Ritchey completed certifications to operate the machine and to learn how to interpret the results. Now, he is offering to travel to various Central Alberta locations to perform the service and give people a heads-up on their hearth health.
“I’ve written several exams to be able to operate the machine and to have enough background on heart health and cardiovascular systems to interpret the results accurately,” he said.
He has made arrangements with certain health stores and fitness centres across Central Alberta, including Nutters in Red Deer, Total Health in Eckville, The Health Hut in the Lacombe Centre Mall and the Gwen Bader Fitness Centre at Burman University and more in order to have spaces to perform the DPA tests.
From there, clients are able to take the results back to their regular health professional and see if there are additional steps needed to be taken to help improve their heart health.
“I’m not trying to attempt to be a physician. I’m a digital pulse analyst. I don’t know all the intricacies of the heart, but if I see something that doesn’t look quite right based on my knowledge and training, the very first thing I’ll do is recommend the client goes to see their physician for further study,” he emphasized.
“I’m just trying to prevent heart disease. If I can see something in my nine different read-outs that come from the machine, it could potentially help someone stay or get healthy.”
As he said, the machine measures nine parameters that help to determine a grade on a person’s cardiovascular system. Those parameters are: ECG type reading, echo type reading, circulation analysis, arterial elasticity, pulse height, pulse rate and biological age.
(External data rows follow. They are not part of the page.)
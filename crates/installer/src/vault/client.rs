//! Vault `sys` API client.

use std::time::Duration;

use reqwest::{Client, Response};
use tracing::debug;

use super::models::{InitRequest, UnsealRequest, UnsealResponse, VaultInitResponse};
use super::VaultError;

/// Vault through the local tunnel.
pub const LOCAL_BASE_URL: &str = "http://localhost:8200";

const DEFAULT_TIMEOUT_SECS: u64 = 60;
const CONNECT_TIMEOUT_SECS: u64 = 10;

/// `/v1/sys/health` status codes.
#[derive(Debug, Clone, Copy, PartialEq, Eq)]
pub enum Health {
    /// 200: initialized, unsealed, active.
    Active,
    /// 429: unsealed standby.
    Standby,
    /// 501: not initialized.
    Uninitialized,
    /// 503: sealed.
    Sealed,
    Other(u16),
}

impl From<u16> for Health {
    fn from(code: u16) -> Self {
        match code {
            200 => Self::Active,
            429 => Self::Standby,
            501 => Self::Uninitialized,
            503 => Self::Sealed,
            other => Self::Other(other),
        }
    }
}

#[derive(Debug, Clone)]
pub struct VaultClient {
    client: Client,
    base_url: String,
}

impl VaultClient {
    /// # Errors
    /// Returns error if HTTP client cannot be created.
    pub fn new(base_url: impl Into<String>) -> Result<Self, VaultError> {
        let client = Client::builder()
            .connect_timeout(Duration::from_secs(CONNECT_TIMEOUT_SECS))
            .timeout(Duration::from_secs(DEFAULT_TIMEOUT_SECS))
            .build()?;
        Ok(Self {
            client,
            base_url: base_url.into().trim_end_matches('/').to_string(),
        })
    }

    fn url(&self, path: &str) -> String {
        format!("{}{path}", self.base_url)
    }

    /// # Errors
    /// Returns error on transport failures.
    pub async fn health(&self) -> Result<Health, VaultError> {
        let response = self.client.get(self.url("/v1/sys/health")).send().await?;
        let health = Health::from(response.status().as_u16());
        debug!(?health, "Vault health");
        Ok(health)
    }

    /// # Errors
    /// Returns [`VaultError::Rejected`] if Vault answers with a failure status.
    pub async fn init(&self, request: &InitRequest) -> Result<VaultInitResponse, VaultError> {
        let response = self
            .client
            .put(self.url("/v1/sys/init"))
            .json(request)
            .send()
            .await?;
        Ok(check("init", response).await?.json().await?)
    }

    /// Submit one unseal key share.
    ///
    /// # Errors
    /// Returns [`VaultError::Rejected`] if Vault answers with a failure status.
    pub async fn unseal(&self, key: &str) -> Result<UnsealResponse, VaultError> {
        let response = self
            .client
            .put(self.url("/v1/sys/unseal"))
            .json(&UnsealRequest { key })
            .send()
            .await?;
        Ok(check("unseal", response).await?.json().await?)
    }
}

async fn check(op: &'static str, response: Response) -> Result<Response, VaultError> {
    let status = response.status();
    if status.is_success() {
        return Ok(response);
    }
    Err(VaultError::Rejected {
        op,
        status: status.as_u16(),
        body: response.text().await.unwrap_or_default(),
    })
}
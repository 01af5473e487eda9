//! Vultr cloud provider.
//!
//! API Documentation: <https://www.vultr.com/api/>
//!
//! Object storage buckets use the S3-compatible endpoint named by
//! `VULTR_OBJECT_STORAGE_HOSTNAME`.

mod client;
mod models;

pub use client::Vultr;
pub use models::*;
#[async_trait]
impl Forwarder for KubeForwarder {
    async fn resolve(
        &self,
        target: &TunnelTarget,
        remote_port: u16,
    ) -> Result<Endpoint, TunnelError> {
        match target {
            TunnelTarget::Pod { name, .. } => Ok(Endpoint {
                pod: name.clone(),
                port: remote_port,
            }),
            TunnelTarget::Service { namespace, name } => {
                let services: Api<Service> = Api::namespaced(self.client.clone(), namespace);
                let service = services.get(name).await?;
                let selector = service
                    .spec
                    .as_ref()
                    .and_then(|s| s.selector.as_ref())
                    .cloned()
                    .unwrap_or_default();
                if selector.is_empty() {
                    return Err(TunnelError::NoPod(target.to_string()));
                }
                let labels = selector
                    .iter()
                    .map(|(k, v)| format!("{k}={v}"))
                    .collect::<Vec<_>>()
                    .join(",");

                let pods: Api<Pod> = Api::namespaced(self.client.clone(), namespace);
                let pod = pods
                    .list(&ListParams::default().labels(&labels))
                    .await?
                    .items
                    .into_iter()
                    .filter(|p| {
                        p.metadata.name.is_some()
                            && p.status.as_ref().and_then(|s| s.phase.as_deref())
                                == Some("Running")
                    })
                    .min_by(|a, b| a.metadata.name.cmp(&b.metadata.name))
                    .ok_or_else(|| TunnelError::NoPod(target.to_string()))?;

                let port = service_target_port(&service, &pod, remote_port).ok_or_else(|| {
                    TunnelError::NoPort {
                        target: target.to_string(),
                        port: remote_port,
                    }
                })?;
                Ok(Endpoint {
                    pod: pod.metadata.name.unwrap_or_default(),
                    port,
                })
            }
        }
    }

    async fn bridge(
        &self,
        namespace: &str,
        pod: &str,
        port: u16,
        mut conn: TcpStream,
    ) -> Result<(), TunnelError> {
        let pods: Api<Pod> = Api::namespaced(self.client.clone(), namespace);
        let mut forwarder = pods.portforward(pod, &[port]).await?;
        let mut upstream = forwarder
            .take_stream(port)
            .ok_or_else(|| TunnelError::Stream(format!("no stream for port {port}")))?;
        tokio::io::copy_bidirectional(&mut conn, &mut upstream).await?;
        drop(upstream);
        forwarder
            .join()
            .await
            .map_err(|e| TunnelError::Stream(e.to_string()))
    }
}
The results are then rated from A to G, with ‘A’ indicating excellent heart health and ‘G’ representing a severe risk of heart attack or stroke.
“You can determine the age of your heart and arteries against your chronological age and see if there is something to be learned there. If you are 30, but your heart age is closer to 60, or vice-versa, you can take that information to a doctor and see your next steps.
“If you’ve ever thought to yourself, ‘I should take a look at my heart health and maybe do something about that’, I am here. The service is here, and it’s non-invasive and painless.”